JQuery Celebrates 4 Years on the Web With New Release

Popular Ajax library jQuery is celebrating its fourth birthday with a major new release — JQuery 1.4.

JQuery has long had a devoted following among interface designers. Proponents tout its speed and lightweight structure which make it easy to integrate complex effects with only a few lines of code. Google, Microsoft, Amazon and independent web developers everywhere have turned to jQuery to handle Ajax, JavaScript animations and other hallmarks of the modern web.

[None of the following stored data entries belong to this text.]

//! Scheduler errors.

use snowfall_core::SnowfallError;
use thiserror::Error;

/// Errors surfaced to the host by [`crate::AnimationScheduler`].
#[derive(Debug, Error)]
pub enum SchedulerError {
    /// The configuration cannot produce a particle field.
    #[error(transparent)]
    Config(#[from] SnowfallError),

    /// The background update thread could not be started.
    #[error("failed to start update worker: {0}")]
    WorkerSpawn(#[from] std::io::Error),
}
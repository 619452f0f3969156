//! Log output for the terminal app.
//!
//! The terminal is owned by the UI, so log records go to a file in the
//! platform cache directory instead of stderr.

use std::fs::{self, File};
use std::path::PathBuf;

use directories::ProjectDirs;
use env_logger::{Env, Target};
use log::LevelFilter;

/// Name of the log file inside the cache directory.
const LOG_FILE_NAME: &str = "snowfall.log";

/// Initialize logging. Returns the log file path, or `None` when the platform
/// has no cache directory and logging stays disabled.
pub fn init(verbose: u8) -> color_eyre::Result<Option<PathBuf>> {
    let Some(dirs) = ProjectDirs::from("", "", "snowfall") else {
        return Ok(None);
    };
    let dir = dirs.cache_dir();
    fs::create_dir_all(dir)?;
    let path = dir.join(LOG_FILE_NAME);
    let file = File::create(&path)?;

    let mut builder = env_logger::Builder::from_env(Env::default().default_filter_or("warn"));
    if verbose > 0 {
        builder.filter_level(level_for(verbose));
    }
    builder.target(Target::Pipe(Box::new(file))).try_init()?;

    Ok(Some(path))
}

fn level_for(verbose: u8) -> LevelFilter {
    match verbose {
        0 => LevelFilter::Warn,
        1 => LevelFilter::Info,
        2 => LevelFilter::Debug,
        _ => LevelFilter::Trace,
    }
}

The latest version of jQuery boasts some impressive speed gains and represents a ground up refactoring of much of jQuery’s underlying code. According the jQuery’s developers this release is significantly faster across browsers and eliminates much of the redundancy in jQuery’s internal functions.

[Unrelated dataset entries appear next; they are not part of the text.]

//! Terminal rendering of the particle canvas.

use ratatui::{buffer::Buffer, layout::Rect, style::Color, widgets::Widget};
use snowfall_core::Rgba;
use snowfall_engine::Canvas;

/// Upper half block: foreground paints the top pixel, background the bottom.
const UPPER_HALF: char = '▀';
/// Lower half block, for cells where only the bottom pixel is set.
const LOWER_HALF: char = '▄';

/// Draws a [`Canvas`] with two vertical pixels per terminal cell.
///
/// Cells whose pixels are both transparent are left untouched.
#[derive(Debug, Clone, Copy)]
pub struct CanvasWidget<'a> {
    canvas: &'a Canvas,
}

impl<'a> CanvasWidget<'a> {
    pub fn new(canvas: &'a Canvas) -> Self {
        Self { canvas }
    }

    fn pixel(&self, x: u16, y: u32) -> Option<Rgba> {
        self.canvas
            .pixel(u32::from(x), y)
            .filter(|p| !p.is_transparent())
    }
}

impl Widget for CanvasWidget<'_> {
    fn render(self, area: Rect, buf: &mut Buffer) {
        for row in 0..area.height {
            for col in 0..area.width {
                let top = self.pixel(col, u32::from(row) * 2);
                let bottom = self.pixel(col, u32::from(row) * 2 + 1);
                let Some(cell) = buf.cell_mut((area.x + col, area.y + row)) else {
                    continue;
                };

                match (top, bottom) {
                    (None, None) => {}
                    (Some(top), None) => {
                        cell.set_char(UPPER_HALF).set_fg(terminal_color(top));
                    }
                    (None, Some(bottom)) => {
                        cell.set_char(LOWER_HALF).set_fg(terminal_color(bottom));
                    }
                    (Some(top), Some(bottom)) => {
                        cell.set_char(UPPER_HALF)
                            .set_fg(terminal_color(top))
                            .set_bg(terminal_color(bottom));
                    }
                }
            }
        }
    }
}

/// Terminals have no alpha channel, so translucent pixels are darkened
/// towards black instead.
fn terminal_color(pixel: Rgba) -> Color {
    let scale = |c: u8| ((u16::from(c) * u16::from(pixel.a) + 127) / 255) as u8;
    Color::Rgb(scale(pixel.r), scale(pixel.g), scale(pixel.b))
}

#[cfg(test)]
mod tests {
    use super::*;
    use snowfall_core::{ImageBuffer, SurfaceSize};
    use snowfall_engine::Surface;

    fn dot() -> ImageBuffer {
        ImageBuffer::from_mask(&["#"], Rgba::WHITE).unwrap()
    }

    #[test]
    fn test_render_half_blocks() {
        let mut canvas = Canvas::new(SurfaceSize::new(3, 4));
        canvas.draw_image(&dot(), 0.0, 0.0, 1, 255);
        canvas.draw_image(&dot(), 1.0, 1.0, 1, 255);
        canvas.draw_image(&dot(), 2.0, 2.0, 1, 255);
        canvas.draw_image(&dot(), 2.0, 3.0, 1, 255);

        let area = Rect::new(0, 0, 3, 2);
        let mut buf = Buffer::empty(area);
        CanvasWidget::new(&canvas).render(area, &mut buf);

        assert_eq!(buf[(0, 0)].symbol(), "▀");
        assert_eq!(buf[(0, 0)].fg, Color::Rgb(255, 255, 255));
        assert_eq!(buf[(1, 0)].symbol(), "▄");
        assert_eq!(buf[(2, 0)].symbol(), " ");
        assert_eq!(buf[(2, 1)].symbol(), "▀");
        assert_eq!(buf[(2, 1)].bg, Color::Rgb(255, 255, 255));
        assert_eq!(buf[(0, 1)].symbol(), " ");
    }

    #[test]
    fn test_render_clips_to_area() {
        let mut canvas = Canvas::new(SurfaceSize::new(8, 8));
        canvas.draw_image(&dot(), 0.0, 0.0, 8, 255);

        let area = Rect::new(1, 1, 2, 1);
        let mut buf = Buffer::empty(Rect::new(0, 0, 4, 3));
        CanvasWidget::new(&canvas).render(area, &mut buf);

        assert_eq!(buf[(1, 1)].symbol(), "▀");
        assert_eq!(buf[(0, 0)].symbol(), " ");
        assert_eq!(buf[(3, 1)].symbol(), " ");
    }

    #[test]
    fn test_translucent_pixels_are_darkened() {
        assert_eq!(
            terminal_color(Rgba::new(255, 255, 255, 128)),
            Color::Rgb(128, 128, 128)
        );
        assert_eq!(terminal_color(Rgba::WHITE), Color::Rgb(255, 255, 255));
    }
}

Other nice changes in this release include support for HTML5 elements in serialization calls, the ability to test for specific rendering engines (for example, target WebKit with jQuery.browser.webkit) and support for per-property easing in your animations.

For full details on everything that’s new, check out the jQuery blog post and be sure to look over the backwards-incompatible changes before you attempt to upgrade any of your jQuery projects.

As always you can grab both the minified and full source versions of jQuery from the download page or simply include the Google hosted version in your projects by including the URL, http://ajax.googleapis.com/ajax/libs/jquery/1.4/jquery.min.js, in your projects.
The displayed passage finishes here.